Note that this is how a project should be organized in a perfect world: in practice, a lot of `{shiny}` projects are managed by one developer who is in charge of managing the project, interacting with the client, and building the whole codebase.
#### A. A person in charge {.unnumbered}
The person in charge of the development will have **a complete view of the entire project and manage the team so that all developers implement features that fit together**.
With complex applications, it can be hard to have the complete understanding of what the entire app is doing.
Most of the time, it is not necessary for all developers to have this complete picture.
By defining one person in charge, this "manager" will have to get the whole picture: what each part of the software is doing, how to make everything work together, avoid development conflicts, and of course check that, at the end of the day, the results returned by the built application are the correct ones.
The project manager will be the one that kicks off the project, and writes the first draft of the application.
If you follow this book's workflow, this person will first create a `{golem}` project, fill in the information, and define the application structure by providing the main modules, and potentially work on the prototyped UI of the app.
Once the skeleton of the app is created, this person in charge will list all the things that have to be done.
We strongly suggest that you use `Git` with a graphical interface (GitLab, GitHub, Bitbucket, etc.) as the graphical interface to help you manage the project.
These tasks are defined as issues, and will be closed during development.
These interfaces can also be used to set continuous integration.
If the team follows a `git flow` (described in Chapter \@ref(version-control)), the manager will also be in charge of reviewing and accepting the pull/merge requests to the main `dev` branch if they solve the associated issues.

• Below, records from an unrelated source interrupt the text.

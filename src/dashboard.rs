//! View state of the dashboard and the actions that change it.
//!
//! `Dashboard::apply` is the only way state changes. It never performs I/O;
//! it hands back the [`Effect`]s the caller must run, and the results of those
//! effects come back in as further actions tagged with the generation they
//! were issued under.

use crate::models::{CountryStats, GenderSplit, GenderTrend, MedalBreakdown, ModelInfo, Series};
use chrono::{DateTime, Local};
use serde::{Deserialize, Serialize};
use std::fmt;
use std::ops::RangeInclusive;
use std::str::FromStr;
use tracing::debug;

#[derive(Debug, Clone, Copy, Default, PartialEq, Eq, Serialize, Deserialize)]
#[serde(rename_all = "lowercase")]
pub enum Tab {
    #[default]
    Overview,
    Trends,
    Athletes,
    Country,
    Predict,
}

impl Tab {
    pub const ALL: [Tab; 5] = [
        Tab::Overview,
        Tab::Trends,
        Tab::Athletes,
        Tab::Country,
        Tab::Predict,
    ];

    pub fn as_str(self) -> &'static str {
        match self {
            Tab::Overview => "overview",
            Tab::Trends => "trends",
            Tab::Athletes => "athletes",
            Tab::Country => "country",
            Tab::Predict => "predict",
        }
    }

    /// Whether the filter bar applies to this tab's cards.
    pub fn uses_filters(self) -> bool {
        !matches!(self, Tab::Predict)
    }
}

impl fmt::Display for Tab {
    fn fmt(&self, f: &mut fmt::Formatter<'_>) -> fmt::Result {
        f.write_str(self.as_str())
    }
}

impl FromStr for Tab {
    type Err = String;

    fn from_str(value: &str) -> Result<Self, Self::Err> {
        Tab::ALL
            .into_iter()
            .find(|tab| tab.as_str() == value)
            .ok_or_else(|| format!("unknown tab '{value}'"))
    }
}

#[derive(Debug, Clone, Copy, Default, PartialEq, Eq, Serialize, Deserialize)]
pub enum Sex {
    #[default]
    M,
    F,
}

impl Sex {
    pub fn as_str(self) -> &'static str {
        match self {
            Sex::M => "M",
            Sex::F => "F",
        }
    }

    pub fn label(self) -> &'static str {
        match self {
            Sex::M => "Male",
            Sex::F => "Female",
        }
    }
}

impl FromStr for Sex {
    type Err = String;

    fn from_str(value: &str) -> Result<Self, Self::Err> {
        match value.trim().to_ascii_uppercase().as_str() {
            "M" => Ok(Sex::M),
            "F" => Ok(Sex::F),
            _ => Err("sex must be 'M' or 'F'".to_string()),
        }
    }
}

#[derive(Debug, Clone, Copy, PartialEq, Eq, Serialize, Deserialize)]
pub enum Season {
    Summer,
    Winter,
}

impl Season {
    pub const ALL: [Season; 2] = [Season::Summer, Season::Winter];

    pub fn as_str(self) -> &'static str {
        match self {
            Season::Summer => "Summer",
            Season::Winter => "Winter",
        }
    }

    /// Empty input means "all seasons".
    pub fn parse_optional(value: &str) -> Result<Option<Season>, String> {
        match value.trim() {
            "" => Ok(None),
            "Summer" => Ok(Some(Season::Summer)),
            "Winter" => Ok(Some(Season::Winter)),
            other => Err(format!("unknown season '{other}'")),
        }
    }
}

pub const AGE_RANGE: RangeInclusive<u32> = 14..=70;
pub const HEIGHT_RANGE: RangeInclusive<u32> = 140..=220;
pub const WEIGHT_RANGE: RangeInclusive<u32> = 40..=150;

#[derive(Debug, Clone, Copy, PartialEq, Eq, Serialize, Deserialize)]
pub struct PredictorInput {
    pub age: u32,
    pub sex: Sex,
    pub height: u32,
    pub weight: u32,
}

impl Default for PredictorInput {
    fn default() -> Self {
        Self {
            age: 25,
            sex: Sex::M,
            height: 175,
            weight: 70,
        }
    }
}

impl PredictorInput {
    /// Builds an input with every slider value held to its range.
    pub fn clamped(age: u32, sex: Sex, height: u32, weight: u32) -> Self {
        Self {
            age: clamp(age, &AGE_RANGE),
            sex,
            height: clamp(height, &HEIGHT_RANGE),
            weight: clamp(weight, &WEIGHT_RANGE),
        }
    }
}

fn clamp(value: u32, range: &RangeInclusive<u32>) -> u32 {
    value.clamp(*range.start(), *range.end())
}

#[derive(Debug, Clone, Default, PartialEq, Serialize)]
pub struct PredictionView {
    pub input: PredictorInput,
    pub result: Option<f64>,
    pub error: Option<String>,
    pub loading: bool,
    pub generation: u64,
}

#[derive(Debug, Clone, Default, PartialEq, Eq, Serialize, Deserialize)]
pub struct Filters {
    pub country: String,
    pub season: Option<Season>,
    pub sport: String,
}

impl Filters {
    pub fn is_unfiltered(&self) -> bool {
        self.country.is_empty() && self.season.is_none() && self.sport.is_empty()
    }
}

#[derive(Debug, Clone, Default, PartialEq, Serialize)]
pub struct FilterOptions {
    pub countries: Vec<String>,
    pub sports: Vec<String>,
    pub years: Vec<i32>,
}

#[derive(Debug, Clone, PartialEq, Serialize)]
#[serde(tag = "state", content = "data", rename_all = "lowercase")]
pub enum Slot<T> {
    Empty,
    Loaded(T),
    Failed(String),
}

impl<T> Default for Slot<T> {
    fn default() -> Self {
        Slot::Empty
    }
}

impl<T> Slot<T> {
    pub fn loaded(&self) -> Option<&T> {
        match self {
            Slot::Loaded(value) => Some(value),
            _ => None,
        }
    }

    fn settle(&mut self, outcome: Result<T, String>) {
        *self = match outcome {
            Ok(value) => Slot::Loaded(value),
            Err(message) => Slot::Failed(message),
        };
    }
}

/// Data behind the filter-dependent charts.
#[derive(Debug, Clone, Default, PartialEq, Serialize)]
pub struct Charts {
    pub medals_by_country: Slot<Series>,
    pub gender_distribution: Slot<GenderSplit>,
    pub age_distribution: Slot<Series>,
    pub medals_over_time: Slot<Series>,
    pub top_sports: Slot<Series>,
    pub avg_age_by_sport: Slot<Series>,
    pub gender_over_time: Slot<GenderTrend>,
    pub athletes_over_time: Slot<Series>,
    pub country_stats: Slot<CountryStats>,
}

#[derive(Debug, Clone)]
pub enum ChartUpdate {
    MedalsByCountry(Result<Series, String>),
    GenderDistribution(Result<GenderSplit, String>),
    AgeDistribution(Result<Series, String>),
    MedalsOverTime(Result<Series, String>),
    TopSports(Result<Series, String>),
    AvgAgeBySport(Result<Series, String>),
    GenderOverTime(Result<GenderTrend, String>),
    AthletesOverTime(Result<Series, String>),
    CountryStats(Result<CountryStats, String>),
}

impl ChartUpdate {
    pub fn name(&self) -> &'static str {
        match self {
            ChartUpdate::MedalsByCountry(_) => "medals-by-country",
            ChartUpdate::GenderDistribution(_) => "gender-distribution",
            ChartUpdate::AgeDistribution(_) => "age-distribution",
            ChartUpdate::MedalsOverTime(_) => "medals-over-time",
            ChartUpdate::TopSports(_) => "top-sports-by-medals",
            ChartUpdate::AvgAgeBySport(_) => "avg-age-by-sport",
            ChartUpdate::GenderOverTime(_) => "gender-over-time",
            ChartUpdate::AthletesOverTime(_) => "athlete-count-over-time",
            ChartUpdate::CountryStats(_) => "country-stats",
        }
    }
}

/// Results of the fetches that do not depend on filters.
#[derive(Debug, Clone)]
pub enum StaticUpdate {
    ModelInfo(Option<ModelInfo>),
    Countries(Vec<String>),
    Sports(Vec<String>),
    Years(Vec<i32>),
    MedalsByType(Result<MedalBreakdown, String>),
}

#[derive(Debug, Clone)]
pub enum Action {
    Mount,
    SelectTab(Tab),
    SubmitPrediction(PredictorInput),
    PredictionSettled {
        generation: u64,
        outcome: Result<f64, String>,
    },
    SetFilters(Filters),
    ResetFilters,
    ChartLoaded {
        generation: u64,
        update: ChartUpdate,
    },
    StaticLoaded(StaticUpdate),
}

#[derive(Debug, Clone, PartialEq)]
pub enum Effect {
    FetchStatic,
    FetchCharts { generation: u64, filters: Filters },
    Predict { generation: u64, input: PredictorInput },
}

#[derive(Debug, Clone, Default, PartialEq, Serialize)]
pub struct Dashboard {
    pub tab: Tab,
    pub prediction: PredictionView,
    pub model_info: Option<ModelInfo>,
    pub options: FilterOptions,
    pub filters: Filters,
    pub generation: u64,
    pub charts: Charts,
    pub medals_by_type: Slot<MedalBreakdown>,
    pub synced_at: Option<DateTime<Local>>,
}

impl Dashboard {
    pub fn apply(&mut self, action: Action) -> Vec<Effect> {
        match action {
            Action::Mount => vec![Effect::FetchStatic, self.fetch_charts(self.filters.clone())],
            Action::SelectTab(tab) => {
                self.tab = tab;
                Vec::new()
            }
            Action::SubmitPrediction(input) => {
                let view = &mut self.prediction;
                view.input = input;
                view.generation += 1;
                view.loading = true;
                view.error = None;
                vec![Effect::Predict {
                    generation: view.generation,
                    input,
                }]
            }
            Action::PredictionSettled {
                generation,
                outcome,
            } => {
                let view = &mut self.prediction;
                if generation != view.generation {
                    debug!(generation, current = view.generation, "discarding stale prediction");
                    return Vec::new();
                }
                view.loading = false;
                match outcome {
                    Ok(probability) => {
                        view.result = Some(probability);
                        view.error = None;
                    }
                    Err(message) => {
                        view.result = None;
                        view.error = Some(message);
                    }
                }
                Vec::new()
            }
            Action::SetFilters(filters) => vec![self.fetch_charts(filters)],
            Action::ResetFilters => vec![self.fetch_charts(Filters::default())],
            Action::ChartLoaded { generation, update } => {
                if generation != self.generation {
                    debug!(
                        chart = update.name(),
                        generation,
                        current = self.generation,
                        "discarding stale chart response"
                    );
                    return Vec::new();
                }
                self.apply_chart(update);
                self.synced_at = Some(Local::now());
                Vec::new()
            }
            Action::StaticLoaded(update) => {
                match update {
                    StaticUpdate::ModelInfo(info) => self.model_info = info,
                    StaticUpdate::Countries(countries) => self.options.countries = countries,
                    StaticUpdate::Sports(sports) => self.options.sports = sports,
                    StaticUpdate::Years(years) => self.options.years = years,
                    StaticUpdate::MedalsByType(outcome) => self.medals_by_type.settle(outcome),
                }
                Vec::new()
            }
        }
    }

    fn fetch_charts(&mut self, filters: Filters) -> Effect {
        self.generation += 1;
        // Country stats only ever describe the selected country.
        if filters.country.is_empty() || filters.country != self.filters.country {
            self.charts.country_stats = Slot::Empty;
        }
        self.filters = filters;
        Effect::FetchCharts {
            generation: self.generation,
            filters: self.filters.clone(),
        }
    }

    fn apply_chart(&mut self, update: ChartUpdate) {
        let charts = &mut self.charts;
        match update {
            ChartUpdate::MedalsByCountry(outcome) => charts.medals_by_country.settle(outcome),
            ChartUpdate::GenderDistribution(outcome) => charts.gender_distribution.settle(outcome),
            ChartUpdate::AgeDistribution(outcome) => charts.age_distribution.settle(outcome),
            ChartUpdate::MedalsOverTime(outcome) => charts.medals_over_time.settle(outcome),
            ChartUpdate::TopSports(outcome) => charts.top_sports.settle(outcome),
            ChartUpdate::AvgAgeBySport(outcome) => charts.avg_age_by_sport.settle(outcome),
            ChartUpdate::GenderOverTime(outcome) => charts.gender_over_time.settle(outcome),
            ChartUpdate::AthletesOverTime(outcome) => charts.athletes_over_time.settle(outcome),
            ChartUpdate::CountryStats(outcome) => charts.country_stats.settle(outcome),
        }
    }
}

Do not worry if this sounds like a foreign language to you, we will get back to this method later in this book (Chapter \@ref(version-control)).

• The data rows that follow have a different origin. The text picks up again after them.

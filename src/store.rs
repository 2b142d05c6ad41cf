use crate::api::ApiClient;
use crate::dashboard::{
    Action, ChartUpdate, Dashboard, Effect, Filters, PredictorInput, StaticUpdate,
};
use crate::errors::ApiError;
use futures::future::join_all;
use std::sync::Arc;
use tokio::sync::Mutex;
use tracing::{info, warn};

/// Shared dashboard state plus the client its effects talk to.
#[derive(Clone)]
pub struct Store {
    api: ApiClient,
    dashboard: Arc<Mutex<Dashboard>>,
}

impl Store {
    pub fn new(api: ApiClient) -> Self {
        Self {
            api,
            dashboard: Arc::new(Mutex::new(Dashboard::default())),
        }
    }

    pub async fn snapshot(&self) -> Dashboard {
        self.dashboard.lock().await.clone()
    }

    pub async fn bootstrap(&self) {
        self.dispatch(Action::Mount).await;
    }

    /// Applies `action`, then runs whatever fetches it asked for side by side.
    /// Returns once every fetch has settled.
    pub async fn dispatch(&self, action: Action) {
        let effects = self.dashboard.lock().await.apply(action);
        join_all(effects.into_iter().map(|effect| self.run(effect))).await;
    }

    async fn run(&self, effect: Effect) {
        match effect {
            Effect::FetchStatic => self.fetch_static().await,
            Effect::FetchCharts {
                generation,
                filters,
            } => self.fetch_charts(generation, &filters).await,
            Effect::Predict { generation, input } => self.predict(generation, input).await,
        }
    }

    async fn commit(&self, action: Action) {
        let effects = self.dashboard.lock().await.apply(action);
        debug_assert!(effects.is_empty(), "results never schedule more work");
    }

    async fn predict(&self, generation: u64, input: PredictorInput) {
        let outcome = match self.api.predict_medal(&input).await {
            Ok(prediction) => {
                info!(
                    generation,
                    probability = prediction.medal_probability,
                    "prediction received"
                );
                Ok(prediction.medal_probability)
            }
            Err(err) => {
                warn!(generation, error = %err, "prediction failed");
                Err(err.user_message())
            }
        };
        self.commit(Action::PredictionSettled {
            generation,
            outcome,
        })
        .await;
    }

    async fn fetch_static(&self) {
        let api = &self.api;
        tokio::join!(
            async {
                // A failed model fetch only hides the model panels.
                let info = logged(api.train_model().await).ok();
                self.commit(Action::StaticLoaded(StaticUpdate::ModelInfo(info))).await;
            },
            async {
                if let Ok(countries) = logged(api.countries().await) {
                    self.commit(Action::StaticLoaded(StaticUpdate::Countries(countries))).await;
                }
            },
            async {
                if let Ok(sports) = logged(api.sports().await) {
                    self.commit(Action::StaticLoaded(StaticUpdate::Sports(sports))).await;
                }
            },
            async {
                if let Ok(years) = logged(api.years().await) {
                    self.commit(Action::StaticLoaded(StaticUpdate::Years(years))).await;
                }
            },
            async {
                let outcome = describe(api.medals_by_type().await);
                self.commit(Action::StaticLoaded(StaticUpdate::MedalsByType(outcome))).await;
            },
        );
    }

    async fn fetch_charts(&self, generation: u64, filters: &Filters) {
        let api = &self.api;
        let chart =
            move |update: ChartUpdate| self.commit(Action::ChartLoaded { generation, update });

        tokio::join!(
            async {
                let outcome = describe(api.medals_by_country(filters).await);
                chart(ChartUpdate::MedalsByCountry(outcome)).await;
            },
            async {
                let outcome = describe(api.gender_distribution(filters).await);
                chart(ChartUpdate::GenderDistribution(outcome)).await;
            },
            async {
                let outcome = describe(api.age_distribution(filters).await);
                chart(ChartUpdate::AgeDistribution(outcome)).await;
            },
            async {
                let outcome = describe(api.medals_over_time(filters).await);
                chart(ChartUpdate::MedalsOverTime(outcome)).await;
            },
            async {
                let outcome = describe(api.top_sports_by_medals(filters).await);
                chart(ChartUpdate::TopSports(outcome)).await;
            },
            async {
                let outcome = describe(api.avg_age_by_sport(filters).await);
                chart(ChartUpdate::AvgAgeBySport(outcome)).await;
            },
            async {
                let outcome = describe(api.gender_over_time(filters.season).await);
                chart(ChartUpdate::GenderOverTime(outcome)).await;
            },
            async {
                let outcome = describe(api.athlete_count_over_time(filters.season).await);
                chart(ChartUpdate::AthletesOverTime(outcome)).await;
            },
            async {
                if !filters.country.is_empty() {
                    let outcome = describe(api.country_stats(&filters.country).await);
                    chart(ChartUpdate::CountryStats(outcome)).await;
                }
            },
        );
    }
}

fn logged<T>(result: Result<T, ApiError>) -> Result<T, ApiError> {
    if let Err(err) = &result {
        warn!(endpoint = err.endpoint(), error = %err, "fetch failed");
    }
    result
}

fn describe<T>(result: Result<T, ApiError>) -> Result<T, String> {
    logged(result).map_err(|err| err.to_string())
}
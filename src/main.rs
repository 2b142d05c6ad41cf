use olympix_dashboard::{ApiClient, AppState, Config, router, shutdown_on};
use tracing::info;
use tracing_subscriber::{EnvFilter, fmt};

#[tokio::main]
async fn main() -> Result<(), Box<dyn std::error::Error>> {
    fmt()
        .with_env_filter(EnvFilter::from_default_env().add_directive("info".parse()?))
        .init();

    let config = Config::from_env();
    let api = ApiClient::new(&config.api)?;
    info!("analytics api at {}", api.base_url());

    let state = AppState::new(api);
    let store = state.store.clone();
    tokio::spawn(async move {
        store.bootstrap().await;
        info!("initial data load finished");
    });

    let app = router(state);
    let addr = config.bind_addr();

    info!("listening on http://{addr}");
    let listener = tokio::net::TcpListener::bind(addr).await?;
    axum::serve(listener, app)
        .with_graceful_shutdown(shutdown_on(tokio::signal::ctrl_c()))
        .await?;

    Ok(())
}
#[cfg(test)]
mod tests {
    use super::*;
    use crate::dashboard::{Action, ChartUpdate, PredictorInput};

    fn on_tab(tab: Tab) -> Dashboard {
        Dashboard {
            tab,
            ..Dashboard::default()
        }
    }

    #[test]
    fn sliders_show_stored_values() {
        let mut dashboard = on_tab(Tab::Predict);
        dashboard.prediction.input = PredictorInput::clamped(31, Sex::F, 182, 77);
        let html = render_dashboard(&dashboard);

        assert!(html.contains(r#"<span id="age-value">31</span>"#));
        assert!(html.contains(r#"name="age" min="14" max="70" step="1" value="31""#));
        assert!(html.contains(r#"<span id="height-value">182</span>"#));
        assert!(html.contains(r#"<span id="weight-value">77</span>"#));
        assert!(html.contains(r#"value="F" checked"#));
    }

    #[test]
    fn prediction_result_and_error_rendering() {
        let mut dashboard = on_tab(Tab::Predict);
        dashboard.prediction.result = Some(63.456);
        let html = render_dashboard(&dashboard);
        assert!(html.contains("63.5%"));
        assert!(html.contains("rgb(0,245,255)"));
        assert!(!html.contains("predict-error"));

        dashboard.prediction.result = None;
        dashboard.prediction.error = Some("<b>down</b>".into());
        let html = render_dashboard(&dashboard);
        assert!(html.contains("⚠ &lt;b&gt;down&lt;/b&gt;"));
        assert!(!html.contains("predict-result"));
    }

    #[test]
    fn model_panels_follow_available_fields() {
        let mut dashboard = on_tab(Tab::Predict);
        let html = render_dashboard(&dashboard);
        assert!(!html.contains("model-accuracy"));
        assert!(!html.contains("Feature Importance"));
        assert!(html.contains("Loading..."));

        dashboard.model_info = Some(ModelInfo {
            accuracy: Some(0.8532),
            model: Some("Random Forest".into()),
            feature_importance: Some(Series::from([("Height", 0.41), ("Age", 0.2)])),
            features: None,
        });
        let html = render_dashboard(&dashboard);
        assert!(html.contains("model-accuracy"));
        assert!(html.contains("85.3%"));
        assert!(html.contains("85.32%"));
        assert!(html.contains("Feature Importance"));
        assert!(html.contains("41.0%"));
    }

    #[test]
    fn charts_render_bars_or_placeholder() {
        let mut dashboard = on_tab(Tab::Overview);
        let html = render_dashboard(&dashboard);
        assert!(html.contains(r#"id="medals-by-country" data-state="empty""#));
        assert!(html.contains("No data yet"));

        dashboard.charts.medals_by_country =
            Slot::Loaded(Series::from([("USA", 120.0), ("GBR", 80.0)]));
        let html = render_dashboard(&dashboard);
        assert!(html.contains(r#"id="medals-by-country" data-state="loaded""#));
        assert!(html.contains("USA · Medals: 120"));
        assert!(html.contains("GBR · Medals: 80"));
    }

    #[test]
    fn filter_bar_hidden_on_predict_tab() {
        assert!(render_dashboard(&on_tab(Tab::Trends)).contains(r#"<section class="filter-bar""#));
        let predict = render_dashboard(&on_tab(Tab::Predict));
        assert!(!predict.contains(r#"<section class="filter-bar""#));
    }

    #[test]
    fn filter_bar_marks_selection() {
        let mut dashboard = on_tab(Tab::Overview);
        dashboard.options.countries = vec!["Norway".into(), "USA".into()];
        dashboard.filters.country = "USA".into();
        dashboard.filters.season = Some(Season::Winter);
        let html = render_dashboard(&dashboard);
        assert!(html.contains(r#"data-state="filtered""#));
        assert!(html.contains(r#"<option value="USA" selected>USA</option>"#));
        assert!(html.contains(r#"value="Winter" checked"#));
    }

    #[test]
    fn country_tab_uses_em_dash_for_missing_stats() {
        let mut dashboard = on_tab(Tab::Country);
        assert!(render_dashboard(&dashboard).contains("Pick a country"));

        dashboard.filters.country = "Jamaica".into();
        dashboard.charts.country_stats = Slot::Loaded(CountryStats {
            total_athletes: 420,
            total_medals: None,
            gold: 17,
            silver: 30,
            bronze: 20,
            avg_age: None,
            best_sport: Some("Athletics".into()),
        });
        let html = render_dashboard(&dashboard);
        assert!(html.contains("🌍 Jamaica"));
        assert!(html.contains(r#"<span class="value">420</span>"#));
        assert!(html.contains(r#"<span class="label">Total medals</span><span class="value">—</span>"#));
        assert!(html.contains("Athletics"));
    }

    #[test]
    fn active_tab_is_highlighted() {
        let html = render_dashboard(&on_tab(Tab::Athletes));
        assert!(html.contains(r#"<a class="tab active" href="/tab/athletes""#));
        assert!(html.contains(r#"<a class="tab" href="/tab/overview""#));
    }

    #[test]
    fn value_formatting() {
        assert_eq!(format_value(120.0), "120");
        assert_eq!(format_value(24.36), "24.4");
        assert_eq!(format_axis_value(37.5), "37.5");
        assert_eq!(short_label("Modern Pentathlon"), "Modern Pe…");
        assert_eq!(escape(r#"a&b"'"#), "a&amp;b&quot;&#39;");
    }

    #[test]
    fn country_card_never_shows_previous_country_numbers() {
        let mut dashboard = on_tab(Tab::Country);
        let country = |name: &str| Filters {
            country: name.into(),
            ..Filters::default()
        };
        dashboard.apply(Action::SetFilters(country("USA")));
        dashboard.apply(Action::ChartLoaded {
            generation: 1,
            update: ChartUpdate::CountryStats(Ok(CountryStats {
                total_athletes: 420,
                total_medals: Some(67),
                gold: 777,
                silver: 30,
                bronze: 20,
                avg_age: None,
                best_sport: None,
            })),
        });
        assert!(render_dashboard(&dashboard).contains(">777<"));

        dashboard.apply(Action::SetFilters(country("Jamaica")));
        let html = render_dashboard(&dashboard);
        assert!(html.contains("🌍 Jamaica"));
        assert!(!html.contains(">777<"));
    }

    #[test]
    fn model_info_lists_trained_features_and_coefficients() {
        let mut dashboard = on_tab(Tab::Predict);
        let html = render_dashboard(&dashboard);
        assert!(html.contains("Age, Sex, Height, Weight"));
        assert!(!html.contains("Coefficients"));

        dashboard.model_info = Some(ModelInfo {
            features: Some(Series::from([("Age", 0.125), ("Height", -0.5), ("BMI", 0.0)])),
            ..ModelInfo::default()
        });
        let html = render_dashboard(&dashboard);
        assert!(html.contains("<strong>Age, Height, BMI</strong>"));
        assert!(html.contains("Age +0.125 · Height -0.500 · BMI +0.000"));
    }

    #[test]
    fn placeholders_in_server_data_are_not_expanded() {
        let mut dashboard = on_tab(Tab::Overview);
        dashboard.options.countries = vec!["{{CONTENT}}".into(), "{{TABS}}".into()];
        let html = render_dashboard(&dashboard);
        assert_eq!(html.matches(r#"<section class="filter-bar""#).count(), 1);
        assert_eq!(html.matches(r#"id="medals-by-country""#).count(), 1);
        assert!(html.contains(r#"<option value="{{CONTENT}}">{{CONTENT}}</option>"#));
        assert!(!html.contains("{{FILTERS}}"));
    }

    #[test]
    fn fill_template_keeps_unknown_braces() {
        let out = fill_template("a {{X}} b {{Y}} c {{", &[("X", "{{Y}}")]);
        assert_eq!(out, "a {{Y}} b {{Y}} c {{");
    }
}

#### B. Developers {.unnumbered}
**Developers will focus on small features**.
If the person in charge has correctly separated the work between developers of the team, they will be focusing on one or more parts of the application, but do not need to know every single bit of what the application is doing.
In a perfect world, the application is split in various `{shiny}` modules, one module equals one file, and each member of the team will be assigned to the development of one or more modules.
It is simpler to work in this context where one developer is assigned to one module, although we know that in reality it may be a little more complex, and several members of the team might go back and forth working on a common module.
But the person in charge will be there to help make all the pieces fit together.